5. Data Integration: The analysis of food samples is integrated with epidemiological data and other investigative findings to establish a conclusive link between the contaminated food and the outbreak of illnesses.

6. Regulatory Action: Depending on the findings of the investigation, regulatory authorities may take appropriate actions, such as issuing recalls, implementing corrective measures, or enforcing regulations to prevent future outbreaks. Collaboration between multiple agencies, including the Department of Health and the Department of Agriculture, is often crucial in addressing foodborne illness outbreaks in Delaware.
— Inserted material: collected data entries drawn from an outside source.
use axum::{extract::State, routing::get, Json, Router};

use studentapp_core::RankRecord;

use crate::error::ApiError;
use crate::state::AppState;

pub fn routes() -> Router<AppState> {
    Router::new().route("/ranklist", get(rank_list))
}

async fn rank_list(State(state): State<AppState>) -> Result<Json<Vec<RankRecord>>, ApiError> {
    Ok(Json(state.directory.rank_list().await?))
}
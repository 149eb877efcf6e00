use axum::{
    extract::{rejection::JsonRejection, State},
    http::StatusCode,
    routing::post,
    Json, Router,
};
use serde::Deserialize;
use serde_json::Value;

use studentapp_core::{MarksEntry, Validator};

use crate::error::ApiError;
use crate::state::AppState;

pub fn routes() -> Router<AppState> {
    Router::new().route("/marks", post(create_marks))
}

#[derive(Deserialize)]
#[serde(rename_all = "camelCase")]
pub struct CreateMarksRequest {
    student_id: Option<Value>,
    subject: Option<Value>,
    marks: Option<Value>,
}

async fn create_marks(
    State(state): State<AppState>,
    payload: Result<Json<CreateMarksRequest>, JsonRejection>,
) -> Result<(StatusCode, Json<MarksEntry>), ApiError> {
    let Json(req) = payload?;
    let marks = Validator::validate_new_marks(
        req.student_id.as_ref(),
        req.subject.as_ref(),
        req.marks.as_ref(),
    )?;

    let entry = state.ledger.create(marks).await?;
    tracing::info!(id = entry.id, student_id = entry.student_id, "Recorded marks");
    Ok((StatusCode::CREATED, Json(entry)))
}
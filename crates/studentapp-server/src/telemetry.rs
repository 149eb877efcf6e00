use std::path::Path;

use tracing_appender::non_blocking::WorkerGuard;
use tracing_appender::rolling::{InitError, RollingFileAppender, Rotation};
use tracing_subscriber::{fmt, layer::SubscriberExt, util::SubscriberInitExt, EnvFilter, Layer};

use crate::config::{Config, LogFormat};

const DEFAULT_FILTER: &str = "info";
const DEFAULT_LOG_FILE: &str = "studentapp.log";

/// Install the global tracing subscriber.
///
/// The level comes from `RUST_LOG`. When a log file is configured, JSON lines
/// are also written there through a background writer; the returned guard
/// must stay alive until shutdown so buffered lines get flushed.
pub fn init_tracing(config: &Config) -> Result<Option<WorkerGuard>, InitError> {
    let filter =
        EnvFilter::try_from_default_env().unwrap_or_else(|_| EnvFilter::new(DEFAULT_FILTER));

    let stdout_layer = match config.log_format {
        LogFormat::Json => fmt::layer().json().boxed(),
        LogFormat::Text => fmt::layer().boxed(),
    };

    let (file_layer, guard) = match &config.log_file {
        Some(path) => {
            let (writer, guard) = tracing_appender::non_blocking(file_appender(path)?);
            let layer = fmt::layer().json().with_ansi(false).with_writer(writer);
            (Some(layer), Some(guard))
        }
        None => (None, None),
    };

    tracing_subscriber::registry()
        .with(filter)
        .with(stdout_layer)
        .with(file_layer)
        .init();

    Ok(guard)
}

/// Open `path` for appending, creating its directory if needed.
fn file_appender(path: &Path) -> Result<RollingFileAppender, InitError> {
    let dir = path
        .parent()
        .filter(|p| !p.as_os_str().is_empty())
        .unwrap_or_else(|| Path::new("."));
    let file_name = path
        .file_name()
        .map(|n| n.to_string_lossy().into_owned())
        .unwrap_or_else(|| DEFAULT_LOG_FILE.to_string());

    RollingFileAppender::builder()
        .rotation(Rotation::NEVER)
        .filename_prefix(file_name)
        .build(dir)
}
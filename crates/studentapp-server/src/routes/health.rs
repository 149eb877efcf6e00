use axum::{extract::State, http::StatusCode, routing::get, Json, Router};
use serde::Serialize;

use crate::state::AppState;

pub fn routes() -> Router<AppState> {
    Router::new()
        .route("/health", get(health))
        .route("/ready", get(ready))
}

#[derive(Serialize)]
struct HealthResponse {
    status: &'static str,
}

async fn health() -> Json<HealthResponse> {
    Json(HealthResponse { status: "ok" })
}

/// Ready only while the store answers a ping.
async fn ready(State(state): State<AppState>) -> (StatusCode, Json<HealthResponse>) {
    match state.store.ping().await {
        Ok(()) => {
            tracing::info!("Readiness check successful");
            (StatusCode::OK, Json(HealthResponse { status: "ok" }))
        }
        Err(e) => {
            tracing::error!(error = %e, "Readiness check failed");
            (
                StatusCode::INTERNAL_SERVER_ERROR,
                Json(HealthResponse {
                    status: "unavailable",
                }),
            )
        }
    }
}
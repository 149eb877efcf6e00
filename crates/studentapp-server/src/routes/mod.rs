pub mod health;
pub mod marks;
pub mod ranklist;
pub mod students;

use axum::Router;
use tower_http::trace::{DefaultMakeSpan, DefaultOnResponse, TraceLayer};
use tracing::Level;

use crate::state::AppState;

/// Every route is served under this prefix.
pub const API_PREFIX: &str = "/studentapp/v1";

pub fn create_router(state: AppState) -> Router {
    let api = Router::new()
        .merge(students::routes())
        .merge(marks::routes())
        .merge(ranklist::routes())
        .merge(health::routes());

    // Request spans and completion events at INFO so the default filter shows them
    let trace = TraceLayer::new_for_http()
        .make_span_with(DefaultMakeSpan::new().level(Level::INFO))
        .on_response(DefaultOnResponse::new().level(Level::INFO));

    Router::new()
        .nest(API_PREFIX, api)
        .layer(trace)
        .with_state(state)
}
use std::collections::HashMap;

use async_trait::async_trait;
use sqlx::SqlitePool;

use studentapp_core::{MarksEntry, NewMarks, Store, StoreError, Student, StudentId};

#[derive(sqlx::FromRow)]
struct StudentRow {
    id: i64,
    name: String,
}

#[derive(sqlx::FromRow)]
struct MarksRow {
    id: i64,
    student_id: i64,
    subject: String,
    marks: f64,
}

impl From<MarksRow> for MarksEntry {
    fn from(row: MarksRow) -> Self {
        Self {
            id: row.id,
            student_id: row.student_id,
            subject: row.subject,
            marks: row.marks,
        }
    }
}

fn db_error(e: sqlx::Error) -> StoreError {
    tracing::error!(error = %e, "SQLite store operation failed");
    StoreError::Database(e.to_string())
}

/// SQLite implementation of Store.
#[derive(Clone)]
pub struct SqliteStore {
    pool: SqlitePool,
}

impl SqliteStore {
    pub fn new(pool: SqlitePool) -> Self {
        Self { pool }
    }

    pub fn pool(&self) -> &SqlitePool {
        &self.pool
    }

    async fn marks_for(&self, student_id: StudentId) -> Result<Vec<MarksEntry>, StoreError> {
        let rows = sqlx::query_as::<_, MarksRow>(
            "SELECT id, student_id, subject, marks FROM marks WHERE student_id = ? ORDER BY id",
        )
        .bind(student_id)
        .fetch_all(&self.pool)
        .await
        .map_err(db_error)?;

        Ok(rows.into_iter().map(Into::into).collect())
    }
}

#[async_trait]
impl Store for SqliteStore {
    async fn list_students(&self) -> Result<Vec<Student>, StoreError> {
        let students = sqlx::query_as::<_, StudentRow>("SELECT id, name FROM student ORDER BY id")
            .fetch_all(&self.pool)
            .await
            .map_err(db_error)?;

        let rows = sqlx::query_as::<_, MarksRow>(
            "SELECT id, student_id, subject, marks FROM marks ORDER BY id",
        )
        .fetch_all(&self.pool)
        .await
        .map_err(db_error)?;

        let mut marks_by_student: HashMap<StudentId, Vec<MarksEntry>> = HashMap::new();
        for row in rows {
            marks_by_student
                .entry(row.student_id)
                .or_default()
                .push(row.into());
        }

        Ok(students
            .into_iter()
            .map(|s| Student {
                marks: marks_by_student.remove(&s.id).unwrap_or_default(),
                id: s.id,
                name: s.name,
            })
            .collect())
    }

    async fn get_student(&self, id: StudentId) -> Result<Option<Student>, StoreError> {
        let row = sqlx::query_as::<_, StudentRow>("SELECT id, name FROM student WHERE id = ?")
            .bind(id)
            .fetch_optional(&self.pool)
            .await
            .map_err(db_error)?;

        match row {
            Some(row) => Ok(Some(Student {
                marks: self.marks_for(row.id).await?,
                id: row.id,
                name: row.name,
            })),
            None => Ok(None),
        }
    }

    async fn create_student(&self, name: &str) -> Result<Student, StoreError> {
        let result = sqlx::query("INSERT INTO student (name) VALUES (?)")
            .bind(name)
            .execute(&self.pool)
            .await
            .map_err(db_error)?;

        Ok(Student {
            id: result.last_insert_rowid(),
            name: name.to_string(),
            marks: Vec::new(),
        })
    }

    async fn update_student_name(&self, id: StudentId, name: &str) -> Result<bool, StoreError> {
        let result = sqlx::query("UPDATE student SET name = ? WHERE id = ?")
            .bind(name)
            .bind(id)
            .execute(&self.pool)
            .await
            .map_err(db_error)?;

        Ok(result.rows_affected() > 0)
    }

    async fn delete_student(&self, id: StudentId) -> Result<bool, StoreError> {
        // marks rows go with it through ON DELETE CASCADE
        let result = sqlx::query("DELETE FROM student WHERE id = ?")
            .bind(id)
            .execute(&self.pool)
            .await
            .map_err(db_error)?;

        Ok(result.rows_affected() > 0)
    }

    async fn create_marks(&self, marks: NewMarks) -> Result<MarksEntry, StoreError> {
        let result =
            sqlx::query("INSERT INTO marks (student_id, subject, marks) VALUES (?, ?, ?)")
                .bind(marks.student_id)
                .bind(&marks.subject)
                .bind(marks.marks)
                .execute(&self.pool)
                .await
                .map_err(|e| {
                    let missing_owner = e
                        .as_database_error()
                        .is_some_and(|db| db.is_foreign_key_violation());
                    if missing_owner {
                        StoreError::MissingStudent(marks.student_id)
                    } else {
                        db_error(e)
                    }
                })?;

        Ok(MarksEntry {
            id: result.last_insert_rowid(),
            student_id: marks.student_id,
            subject: marks.subject,
            marks: marks.marks,
        })
    }

    async fn ping(&self) -> Result<(), StoreError> {
        sqlx::query("SELECT 1")
            .execute(&self.pool)
            .await
            .map_err(db_error)?;
        Ok(())
    }

    async fn close(&self) {
        self.pool.close().await;
    }
}
//! Reasoning loop and working-memory cache
//!
//! The [`ReasoningEngine`] drives one task through its bounded think-act
//! loop; the [`HistoryCache`] holds each task's conversation transcript
//! between iterations under a sliding TTL.

pub mod engine;
pub mod state_cache;

pub use engine::{EngineOutcome, ReasoningEngine, TaskContext};
pub use state_cache::HistoryCache;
7. How is the epidemiological data used to determine the source of a foodborne illness outbreak in Delaware?

In Delaware, epidemiological data plays a crucial role in determining the source of a foodborne illness outbreak. Here is how it is used:

1. Case Identification: Epidemiologists work to identify individuals affected by the illness through laboratory testing and symptom reporting. By gathering information on those who have fallen ill, patterns can be identified.

2. Case Interviews: Detailed interviews are conducted with the affected individuals to gather information about their recent food consumption, dining locations, and other relevant exposures. This helps in pinpointing potential sources of contamination.

3. Analyzing Trends: Epidemiologists look for commonalities among the cases, such as shared food items or restaurants visited. By analyzing trends in the data, specific food products or establishments can be flagged as potential sources of the outbreak.

4. Traceback Investigations: Once a potential source is identified, traceback investigations are conducted to trace the contaminated food back to its source. This may involve examining distribution records, supplier information, and production practices to pinpoint the origin of the contamination.

5. Laboratory Testing: Samples of suspected food products, environmental samples, and samples from affected individuals are tested in laboratories to confirm the presence of pathogens or toxins that may be responsible for the illness outbreak.

6. Collaboration: Epidemiologists work closely with other stakeholders such as public health officials, food safety agencies, and healthcare providers to gather and analyze data collaboratively. This multidisciplinary approach helps in efficiently identifying and containing the outbreak.

By utilizing epidemiological data in these ways, health officials in Delaware can effectively determine the source of a foodborne illness outbreak and implement necessary control measures to prevent further spread of the illness.

8. What are the reporting requirements for healthcare providers and laboratories in Delaware regarding foodborne illnesses?

In Delaware, healthcare providers and laboratories are required to report cases of foodborne illnesses to the Delaware Division of Public Health (DPH) as per state regulations. The reporting requirements are as follows:

1. Healthcare providers are mandated to report suspected or confirmed cases of foodborne illnesses to the DPH promptly upon identification. This includes both individual cases and outbreaks.

2. Laboratories are required to report positive results for specific foodborne pathogens, such as Salmonella, E. coli, and Listeria, to the DPH.

3. Healthcare providers and laboratories must comply with the Delaware Communicable Disease Reporting Requirements and Guidelines provided by the DPH, which outline the specific diseases and conditions that need to be reported, including foodborne illnesses.

4. Timely reporting is crucial to facilitate prompt investigation, identification of the source of the outbreak, and implementation of control measures to prevent further spread of the disease.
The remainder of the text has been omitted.